Marvin Potzmann ergänzt: "Das zeugt von einer gewissen Abgeklärtheit. Fehler passieren überall im Fußball, selbst im Finale der Champions League. Warum soll man sich da groß einen Kopf machen? Man kann es eh nicht mehr ändern, der Fehler ist passiert. Es hilft nicht, wenn man dann den Kopf in den Sand steckt und aufhört, Fußball zu spielen."
Wobei genau genommen den Fehler in dieser Situation Maresic-Nebenmann Charalampos Lykogiannis begangen hat, der sich gegen Alper Potuk nicht zu wehren wusste. Und welche Schnitzer auch Innenverteidiger-Routiniers unterlaufen können, zeigte Christian Schulz beim Hinspiel gegen Mladost Podgorica bereits nach wenigen Sekunden.
Schmids Unbekümmertheit
Zu guter Letzt lieferte mit Schmid, der vergangenen Sonntag den siegbringenden Elfmeter gegen St. Pölten herausgeholt hatte, auch noch ein 2000er-Jahrgang eine weitere Talentprobe ab, nachdem er nach 75 Minuten Lovric ablöste. Der Teenager ließ immer wieder seine hohe technische Veranlagung aufblitzen. Dass ihm körperlich auf diesem internationalen Niveau noch die Durchsetzungskraft fehlt, liegt in der Natur der Sache.
"Nachdem Romano reingekommen ist, hat man seine Unbekümmertheit gesehen, wie er Fußball spielt. Er hat einfach Spaß und Freude", geht Foda beinahe schon das Herz auf.
"Gegen solche Gegner sieht man, was sie draufhaben. Unsere Jungen sind für ihr Alter schon sehr weit. Wir sind froh, dass wir sie in der Mannschaft haben", zollt Potzmann den drei Jungstars Respekt.
Hierländers Warnung
"Das ist unser Weg, und den gehen wir weiter", verspricht Foda, der mit Michael John Lema einen weiteren 17-Jährigen auf der Bank sitzen hatte.

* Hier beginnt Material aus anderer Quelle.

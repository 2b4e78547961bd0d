use std::collections::HashMap;

use crate::model::{Note, RowId, Task};

pub trait Record: Clone {
    fn id(&self) -> RowId;
}

impl Record for Note {
    fn id(&self) -> RowId {
        self.id
    }
}

impl Record for Task {
    fn id(&self) -> RowId {
        self.id
    }
}

/// Last known-good state of a row with mutations in flight.
#[derive(Debug, Clone)]
pub struct Snapshot<T> {
    index: usize,
    row: Option<T>,
}

#[derive(Debug)]
struct Pending<T> {
    snapshot: Snapshot<T>,
    in_flight: usize,
    /// Placeholder whose create has not been confirmed yet.
    creating: bool,
}

/// Ordered rows plus the snapshots needed to undo optimistic changes.
#[derive(Debug)]
pub struct Collection<T> {
    rows: Vec<T>,
    pending: HashMap<RowId, Pending<T>>,
}

impl<T> Default for Collection<T> {
    fn default() -> Self {
        Self {
            rows: Vec::new(),
            pending: HashMap::new(),
        }
    }
}

impl<T: Record> Collection<T> {
    pub fn rows(&self) -> &[T] {
        &self.rows
    }

    pub fn get(&self, id: RowId) -> Option<&T> {
        self.rows.iter().find(|row| row.id() == id)
    }

    fn position(&self, id: RowId) -> Option<usize> {
        self.rows.iter().position(|row| row.id() == id)
    }

    pub fn replace_all(&mut self, rows: Vec<T>) {
        self.rows = rows;
        self.pending.clear();
    }

    pub fn clear(&mut self) {
        self.replace_all(Vec::new());
    }

    pub fn has_pending(&self) -> bool {
        !self.pending.is_empty()
    }

    pub fn snapshot(&self, id: RowId) -> Snapshot<T> {
        match self.position(id) {
            Some(index) => Snapshot {
                index,
                row: Some(self.rows[index].clone()),
            },
            None => Snapshot {
                index: self.rows.len(),
                row: None,
            },
        }
    }

    /// Registers a mutation in flight for `id`. The oldest snapshot wins while others are pending.
    ///
    /// A snapshot without a row marks `id` as a placeholder until [`Collection::commit`].
    pub fn track(&mut self, id: RowId, snapshot: Snapshot<T>) {
        let creating = snapshot.row.is_none();
        self.pending
            .entry(id)
            .or_insert(Pending {
                snapshot,
                in_flight: 0,
                creating,
            })
            .in_flight += 1;
    }

    /// The server has not assigned `id` yet, so it cannot be addressed remotely.
    pub fn is_creating(&self, id: RowId) -> bool {
        self.pending.get(&id).is_some_and(|pending| pending.creating)
    }

    pub fn push_front(&mut self, row: T) {
        self.rows.insert(0, row);
    }

    pub fn push_back(&mut self, row: T) {
        self.rows.push(row);
    }

    pub fn update(&mut self, id: RowId, change: impl FnOnce(&mut T)) -> Option<T> {
        let index = self.position(id)?;
        change(&mut self.rows[index]);
        Some(self.rows[index].clone())
    }

    pub fn remove(&mut self, id: RowId) -> Option<T> {
        let index = self.position(id)?;
        Some(self.rows.remove(index))
    }

    /// The server confirmed a mutation of `id`; `confirmed` is its canonical row, `None` once deleted.
    ///
    /// The confirmed row may carry a new id (a placeholder replaced by the stored row).
    /// Rows removed locally in the meantime are not brought back.
    pub fn commit(&mut self, id: RowId, confirmed: Option<T>) {
        if let Some(row) = &confirmed {
            if let Some(index) = self.position(id) {
                self.rows[index] = row.clone();
            }
        }

        let new_id = confirmed.as_ref().map(Record::id);
        if let Some(pending) = self.pending.get_mut(&id) {
            pending.snapshot.row = confirmed;
            pending.creating = false;
            if let Some(index) = self.rows.iter().position(|row| Some(row.id()) == new_id) {
                pending.snapshot.index = index;
            }
        }
        self.settle(id);

        // changes still in flight follow the row to its stored id
        if let Some(new_id) = new_id.filter(|new_id| *new_id != id) {
            if let Some(pending) = self.pending.remove(&id) {
                self.pending.insert(new_id, pending);
            }
        }
    }

    /// Restores the last known-good state of `id`.
    pub fn rollback(&mut self, id: RowId) {
        let Some(Pending { snapshot, .. }) = self.pending.get(&id) else {
            return;
        };
        let Snapshot { index, row } = snapshot.clone();

        match (self.position(id), row) {
            (Some(current), Some(row)) => self.rows[current] = row,
            (Some(current), None) => {
                self.rows.remove(current);
            }
            (None, Some(row)) => self.rows.insert(index.min(self.rows.len()), row),
            (None, None) => {}
        }
        self.settle(id);
    }

    fn settle(&mut self, id: RowId) {
        if let Some(pending) = self.pending.get_mut(&id) {
            pending.in_flight -= 1;
            if pending.in_flight == 0 {
                self.pending.remove(&id);
            }
        }
    }
}

#[cfg(test)]
mod tests {
    use super::*;

    fn note(id: RowId, title: &str) -> Note {
        Note {
            id,
            title: title.into(),
            content: String::new(),
            creation_date: None,
            is_pinned: false,
            user_id: Some(1),
        }
    }

    fn titles(collection: &Collection<Note>) -> Vec<&str> {
        collection.rows().iter().map(|note| note.title.as_str()).collect()
    }

    fn collection() -> Collection<Note> {
        let mut collection = Collection::default();
        collection.replace_all(vec![note(1, "a"), note(2, "b"), note(3, "c")]);
        collection
    }

    #[test]
    fn rollback_restores_deleted_row_in_place() {
        let mut notes = collection();

        notes.track(2, notes.snapshot(2));
        notes.remove(2);
        assert_eq!(titles(&notes), ["a", "c"]);

        notes.rollback(2);
        assert_eq!(titles(&notes), ["a", "b", "c"]);
        assert!(!notes.has_pending());
    }

    #[test]
    fn rollback_removes_placeholder() {
        let mut notes = collection();

        notes.track(99, notes.snapshot(99));
        notes.push_front(note(99, "draft"));
        notes.rollback(99);

        assert_eq!(titles(&notes), ["a", "b", "c"]);
    }

    #[test]
    fn commit_replaces_placeholder_with_stored_row() {
        let mut notes = collection();

        notes.track(99, notes.snapshot(99));
        notes.push_front(note(99, "draft"));
        notes.commit(99, Some(note(4, "stored")));

        assert_eq!(notes.rows()[0].id, 4);
        assert_eq!(titles(&notes), ["stored", "a", "b", "c"]);
        assert!(!notes.has_pending());
    }

    #[test]
    fn placeholder_is_creating_until_committed() {
        let mut notes = collection();

        notes.track(99, notes.snapshot(99));
        notes.push_front(note(99, "draft"));
        assert!(notes.is_creating(99));
        assert!(!notes.is_creating(1));

        notes.commit(99, Some(note(4, "stored")));
        assert!(!notes.is_creating(99));
        assert!(!notes.is_creating(4));
    }

    #[test]
    fn pending_changes_move_to_the_stored_id() {
        let mut notes = collection();

        notes.track(99, notes.snapshot(99));
        notes.push_front(note(99, "draft"));
        notes.track(99, notes.snapshot(99));
        notes.commit(99, Some(note(4, "stored")));

        assert!(notes.has_pending());
        notes.rollback(4);

        assert_eq!(titles(&notes), ["stored", "a", "b", "c"]);
        assert!(!notes.has_pending());
    }

    #[test]
    fn rollback_returns_to_last_confirmed_state() {
        let mut notes = collection();

        notes.track(1, notes.snapshot(1));
        notes.update(1, |n| n.title = "first edit".into());
        notes.track(1, notes.snapshot(1));
        notes.update(1, |n| n.title = "second edit".into());

        notes.commit(1, Some(note(1, "first edit")));
        notes.rollback(1);

        assert_eq!(titles(&notes), ["first edit", "b", "c"]);
        assert!(!notes.has_pending());
    }

    #[test]
    fn confirmed_update_does_not_resurrect_deleted_row() {
        let mut notes = collection();

        notes.track(3, notes.snapshot(3));
        notes.update(3, |n| n.is_pinned = true);
        notes.track(3, notes.snapshot(3));
        notes.remove(3);

        notes.commit(3, Some(note(3, "c")));
        notes.commit(3, None);

        assert_eq!(titles(&notes), ["a", "b"]);
        assert!(!notes.has_pending());
    }
}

Dieses Motto muss auch für das Talente-Trio gelten. Während aller Anfang gerade bei Maresic und Schmid doch nicht so schwer zu sein scheint, heißt es dranzubleiben. Man denke an Lovric - er weiß bereits, wie sich ein Karriereknick anfühlt.
Weshalb auch mahnende Stimmen, wie jene von Hierländer wichtig sind: "Dario, Sandi und 'Schmidl' machen das sehr gut. Unsere Jungen geben Gas, das sieht man auch im Spiel. Nur müssen sie auf diesem Weg bleiben, dürfen jetzt nicht abheben. Sie sollen arbeiten! Man sollte sie nicht zu viel loben, denn sie wissen, wie gut sie sind - deswegen: Immer schön am Boden bleiben! Aber so wie sie zurzeit drauf sind, bin ich auch sehr zufrieden mit ihnen."